100 Texas Ranger Trail, Waco, Texas 76706
Yonder's Fort Fisher and Here's a Recruit, 1968 Oil on canvas, 32 x 26
In his depictions of the Texas Rangers or Texas Frontier life, Tom Lea drew attention to the vast expanse of the state’s natural terrain and the people who were responsible for its laws. In this oil painting, Lea frames the portrait of a young man on horseback headed towards Fort Fisher.
A Little Shade, 1965 Oil on canvas
Ranger Escort West of the Pecos (study), 1965 Pencil on paper
Lea’s notes on the back of the work state that this was a “Working drawing for the figure of Texas Ranger Sergeant James B. Gillett for the painting…”.
The Texas Ranger Hall of Fame and Museum complex is dedicated to the history and lore of the legendary Texas Rangers – the oldest state law enforcement agency in the nation and an enduring symbol of Texas and the American West.
Since 1823, the Texas Rangers have represented the highest ideals of Texas and America to admirers around the world. Individually, the Texas Rangers are some of the most colorful heroes in American history. Together, the brought peace to an untamed frontier, and in the process became one of the most famous and respected crime-fighting forces anywhere.
Founded in 1968, the Texas Ranger Hall of Fame and Museum houses the largest existing collection of artifacts related to the Texas Rangers, some dating back to their Spanish and Mexican origins. Among the treasures are Texas Ranger badges, firearms, tack and personal gear.
The Hall of Fame memorializes Texas Rangers who gave their lives in the line of duty or served with great distinction.

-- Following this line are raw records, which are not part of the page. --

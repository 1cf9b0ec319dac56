//! Error types for the spectral attention engine.
//!
//! All errors are strongly typed using thiserror. Validation errors are
//! caller-contract violations and never change on retry; execution errors come
//! from the plumbing around the engine (streams, the clock thread, locks).

use thiserror::Error;

/// Validation errors raised at the boundary of the affected operation.
#[derive(Debug, Clone, PartialEq, Error)]
pub enum ValidationError {
    /// A vector or spectrum does not have the run's dimensionality.
    #[error("Vector has {actual} dimensions, expected {expected}")]
    InvalidDimension {
        /// Dimensionality required by the run.
        expected: usize,
        /// Dimensionality supplied.
        actual: usize,
    },

    /// `perturb_mode` was given an axis outside `[0, D)`.
    #[error("Axis {axis} is out of range for a {dimensions}-dimensional spectrum")]
    InvalidAxis {
        /// Requested axis.
        axis: usize,
        /// Number of axes in the spectrum.
        dimensions: usize,
    },

    /// A rate or noise level is negative or non-finite.
    #[error("Invalid simulation parameters: {reason}")]
    InvalidParams {
        /// Names the offending field and value.
        reason: String,
    },

    /// A mode name that is none of `stable`, `dissonance`, `aha`, `altered`.
    ///
    /// Kept apart from `InvalidParams` so that callers parsing user input can
    /// tell a bad name from a bad rate. Typed `SimulationMode` values can never
    /// be unknown, so the engine itself only sees this through parsing.
    #[error("Unknown simulation mode '{name}'")]
    UnknownMode {
        /// The name as given.
        name: String,
    },

    /// A configuration file could not be read, parsed or validated.
    #[error("Invalid engine configuration: {reason}")]
    InvalidConfig {
        /// What was wrong.
        reason: String,
    },
}

/// Execution errors from the runtime around the engine.
#[derive(Debug, Clone, PartialEq, Eq, Error)]
pub enum ExecutionError {
    /// The other end of a channel was dropped.
    #[error("Channel disconnected: {path}")]
    Disconnected {
        /// Which channel.
        path: String,
    },

    /// A blocking receive gave up.
    #[error("Operation timed out after {duration_ms}ms")]
    Timeout {
        /// The timeout that elapsed.
        duration_ms: u64,
    },

    /// A thread panicked while holding the lock.
    #[error("Lock poisoned: {path}")]
    LockPoisoned {
        /// Which lock.
        path: String,
    },

    /// The OS refused to start the frame thread.
    #[error("Failed to spawn clock thread: {message}")]
    ClockSpawn {
        /// The OS error message.
        message: String,
    },
}

/// Top-level error type for the crate.
#[derive(Debug, Clone, PartialEq, Error)]
pub enum SpectralError {
    /// Caller-contract violation.
    #[error("Validation error: {0}")]
    Validation(#[from] ValidationError),

    /// Runtime plumbing failure.
    #[error("Execution error: {0}")]
    Execution(#[from] ExecutionError),
}

impl SpectralError {
    /// Returns true if this is a validation error.
    #[must_use]
    pub const fn is_validation(&self) -> bool {
        matches!(self, Self::Validation(_))
    }

    /// Returns true if this is an execution error.
    #[must_use]
    pub const fn is_execution(&self) -> bool {
        matches!(self, Self::Execution(_))
    }
}

/// Result type alias for engine operations.
pub type SpectralResult<T> = Result<T, SpectralError>;
use anyhow::Result;
use clap::Parser;
use tracing::error;

mod cli;
mod commands;
mod config;
mod domain;
mod error;
mod infrastructure;
mod services;
mod tools;
mod ui;

use cli::{Cli, Commands};
use commands::{plan, validate};
use error::ReleaseError;

fn main() -> Result<()> {
    let cli = Cli::parse();

    // Initialize logging with LOGGING env var support
    // LOGGING=debug,info,warn,error or just LOGGING=debug
    let log_level = std::env::var("LOGGING")
        .or_else(|_| std::env::var("LOG_LEVEL"))
        .unwrap_or_else(|_| {
            if cli.verbose {
                "debug".to_string()
            } else {
                "info".to_string()
            }
        });

    tracing_subscriber::fmt()
        .with_env_filter(log_level)
        .with_target(false)
        .with_thread_ids(false)
        .with_file(false)
        .with_line_number(false)
        .with_ansi(false)
        .init();

    let metadata = cli.metadata.as_deref();
    let result = match &cli.command {
        Commands::Validate { config } => validate::execute(config, metadata),
        Commands::Plan { config, output } => plan::execute(config, metadata, *output),
    };

    if let Err(e) = &result {
        if let Some(release_error) = e.downcast_ref::<ReleaseError>() {
            error!("release failed with {} error", release_error.category());
        }
    }
    result
}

Texas Collection, Carroll Library, 1429 S. 5th Street, Baylor University, Waco, Texas
Study for R.E.B. Baylor, 1970 Pencil, 5 x 10 inches © James D. Lea
Portrait of R.E. B. Baylor, 1970 Chinese ink painting, 12 x 16 inches
The portrait of Robert Emmett Bledsoe Baylor, for whom Baylor University is named, appears as the frontispiece of “Baylor at Independence” by Mrs. Lois Smith Murray, a Baylor English professor who provided pictures of Judge Baylor to Tom Lea from which he rendered the portrait. Tom Lea later gave his painting to the University through his good friend from Waco, Dr. Frank Connally, who presented it to President Abner V. McCall in February of 1971. Tom Lea received an honorary doctorate from the University for his lifetime achievements in 1967.